Posts Tagged ‘True Meaning of Christmas’


       Jane decided to cancel Christmas this year. Too bad no one else was.  If only she could ignore the classic movies and the endless commercials on TV, not to mention the lights and decorations along the streets, in the stores, down the grocery aisles…. Every candy cane, angel and jolly little elf flipped her stomach. It seemed it all started earlier and earlier every year.

        Buy, buy buy. That’s all Christmas had become. She and her four children were eking by okay. There were a few dollars left at the end of each month for a day at the movies, or dinner out, or maybe a new piece of clothing.  But she didn’t have a credit card and she couldn’t afford to line a Christmas tree skirt with presents. Hey, she couldn’t afford the price of a Christmas tree—yikes! She shuddered as she walked past the lot of evergreens for sell.

       The damp, chilled air whipped through her coat. She snugged the collar closer to her neck as she walked to the bus stop. She drudged through her daily routine ignoring the escalated chatter and the smidgen of tinsel and bling several people added to their desks. The poster of Betsy’s Chihuahua dressed in a Santa suit and panting for a candy cane almost made her lose her appetite. Ugh.  May as well forget packing a lunch until after the holidays. Then again, maybe she’d be the one individual in the U.S. to actually lose weight during December. 
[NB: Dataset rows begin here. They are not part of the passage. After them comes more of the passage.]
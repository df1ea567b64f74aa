//! Exact materialized-KNN preprocessor.
//!
//! Computes every record's neighbor list once, up front, through whatever
//! KNN search the database resolves, and serves cached lists afterwards.
//! The cache assumes a static dataset: inserts and deletes are refused.

use crate::database::Database;
use crate::distance::{DistanceFunction, DistanceValue};
use crate::error::{LocusError, Result};
use crate::heap::Neighbor;
use crate::ids::ObjectId;
use crate::index::{Index, KnnIndex};
use crate::preprocess::MaterializeKnnConfig;
use crate::query::{KnnSearch, QueryHint};
use std::cell::Cell;
use std::collections::HashMap;
use tracing::{info, warn};

/// Materialized neighbor lists keyed by identifier.
///
/// Shared between the exact and partitioned preprocessors; remembers the
/// distance function name and the `k` it was built for.
pub(crate) struct MaterializedStore<D: DistanceValue> {
    pub(crate) lists: HashMap<ObjectId, Vec<Neighbor<D>>>,
    pub(crate) k: usize,
    pub(crate) distance_name: String,
}

impl<D: DistanceValue> MaterializedStore<D> {
    pub(crate) fn new(k: usize, distance_name: &str) -> Self {
        Self {
            lists: HashMap::new(),
            k,
            distance_name: distance_name.to_string(),
        }
    }
}

/// Serves a materialized neighbor list per lookup.
///
/// A requested `k` different from the materialized one is logged once per
/// search object and the stale cached list is returned anyway. Lookups for
/// identifiers absent at preprocessing time fail; there is no fallback.
pub struct PreprocessorKnnSearch<'a, D: DistanceValue> {
    store: &'a MaterializedStore<D>,
    warned: Cell<bool>,
}

impl<'a, D: DistanceValue> PreprocessorKnnSearch<'a, D> {
    pub(crate) fn new(store: &'a MaterializedStore<D>) -> Self {
        Self {
            store,
            warned: Cell::new(false),
        }
    }
}

impl<O, D: DistanceValue> KnnSearch<O, D> for PreprocessorKnnSearch<'_, D> {
    fn knn_by_id(&self, id: ObjectId, k: usize) -> Result<Vec<Neighbor<D>>> {
        if k != self.store.k && !self.warned.get() {
            warn!(
                requested = k,
                materialized = self.store.k,
                "requested k differs from the materialized k; serving the cached list"
            );
            self.warned.set(true);
        }
        self.store
            .lists
            .get(&id)
            .cloned()
            .ok_or(LocusError::ObjectNotFound { id })
    }

    fn knn_by_object(&self, _query: &O, _k: usize) -> Result<Vec<Neighbor<D>>> {
        Err(LocusError::UnsupportedOperation(
            "materialized KNN answers identifier queries only".to_string(),
        ))
    }
}

/// Exact materialized-KNN index.
pub struct MaterializedKnn<D: DistanceValue> {
    store: MaterializedStore<D>,
}

impl<D: DistanceValue> MaterializedKnn<D> {
    /// Materialize all neighbor lists from the database's current content.
    pub fn build<O>(
        database: &Database<O, D>,
        distance: &dyn DistanceFunction<O, Value = D>,
        config: MaterializeKnnConfig,
    ) -> Result<Self> {
        config.validate()?;
        let knn = database
            .knn_query(distance, &[QueryHint::Bulk])
            .ok_or_else(|| {
                LocusError::Configuration("no KNN implementation available".to_string())
            })?;

        let mut store = MaterializedStore::new(config.k, distance.name());
        for id in database.ids() {
            let list = knn.knn_by_id(id, config.k)?;
            store.lists.insert(id, list);
        }
        info!(
            entries = store.lists.len(),
            k = config.k,
            distance = distance.name(),
            "materialized exact KNN lists"
        );
        Ok(Self { store })
    }

    /// Number of materialized lists.
    #[must_use]
    pub fn len(&self) -> usize {
        self.store.lists.len()
    }

    #[must_use]
    pub fn is_empty(&self) -> bool {
        self.store.lists.is_empty()
    }
}

impl<O, D: DistanceValue> Index<O, D> for MaterializedKnn<D> {
    fn name(&self) -> &str {
        "materialized-knn"
    }

    fn insert(&mut self, _batch: &[(ObjectId, &O)]) -> Result<()> {
        Err(LocusError::UnsupportedOperation(
            "materialized KNN cache is static; rebuild after inserts".to_string(),
        ))
    }

    fn delete(&mut self, _batch: &[(ObjectId, &O)]) -> Result<()> {
        Err(LocusError::UnsupportedOperation(
            "materialized KNN cache is static; rebuild after deletes".to_string(),
        ))
    }

    fn as_knn(&self) -> Option<&dyn KnnIndex<O, D>> {
        Some(self)
    }
}

impl<O, D: DistanceValue> KnnIndex<O, D> for MaterializedKnn<D> {
    fn knn_search<'a>(
        &'a self,
        _database: &'a Database<O, D>,
        distance: &'a dyn DistanceFunction<O, Value = D>,
        _hints: &[QueryHint],
    ) -> Option<Box<dyn KnnSearch<O, D> + 'a>> {
        if distance.name() != self.store.distance_name {
            return None;
        }
        Some(Box::new(PreprocessorKnnSearch::new(&self.store)))
    }
}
       Thank goodness she worked for a company that frowned on Christmas parties and gift exchanges. Ever since three guys in the accounts payable department got plastered on spiked eggnog and printed everyone’s bonus with an extra zero in it…. Would she get a bonus this year? The company had been Scrooge-like the past two holidays. When she began to work there eleven years ago everyone used to get a gift certificate for a 15 pound turkey and a week’s pay. Two days before Christmas Eve, Jane woke with a stone bouncing in her gut. An envelope with the company logo lay on her computer keyboard. Inside was a twenty dollar bill in a glitzy card that sang Jingle Bells

         No matter. She stuffed it in her purse. Besides, her kids were all too old to get excited about Santa, reindeer and stockings. Being ages ten through fourteen, she didn’t expect any of them to crawl blurry-eyed from their bed covers until at least 11 am. Well, maybe you never get too old for stockings. Perhaps the dollar discount store?

         Jane pushed the wobbly-wheeled grocery cart through the aisles. You could hear the squeak-thunk-squeak three aisles over. She scrunched down as she browsed, ignoring the eyes that followed her. One lady actually curled her lip and rolled her eyes. Okay, so you never get the one with the shaky wheels? Happy holidays to you, too.

     Perhaps she could afford to buy a bag of chocolates and a box of candy canes to share. And a pair of socks for each of them. How about a 5,000 piece puzzle they could put together Christmas morning? Would that be too lame?

   Hey, frozen pizzas were buy one get one free. She could heat up the pizzas and they’d crowd around on the floor of the living room putting the puzzle together, each wearing their new socks, stuffing their faces with pepperoni and chocolates.  That might work. Jane couldn’t think of the last time all four of them spent a whole day together. The kids were always so busy. Jed had band and soccer, Josie ballet, Jeremy had little theatre, and Jez had volleyball and choral. 

   The store was jam-packed with shoppers. So many people, so much noise. Jane watched the woman in front of her load toys, candy, wrapping paper, junk food, and clothes onto the conveyor belt. Then she grabbed six $50 gift cards! Jane stared into the floor with a clamped jaw to keep from it swinging open in amazement. How could people rack up their credit card bills like that?  It’d take her all year to pay off that stuff—if she had one, that is.  No thank you. Not exactly a “ho,ho, ho” way to spend Christmas to her. More like “owe, owe, owe.”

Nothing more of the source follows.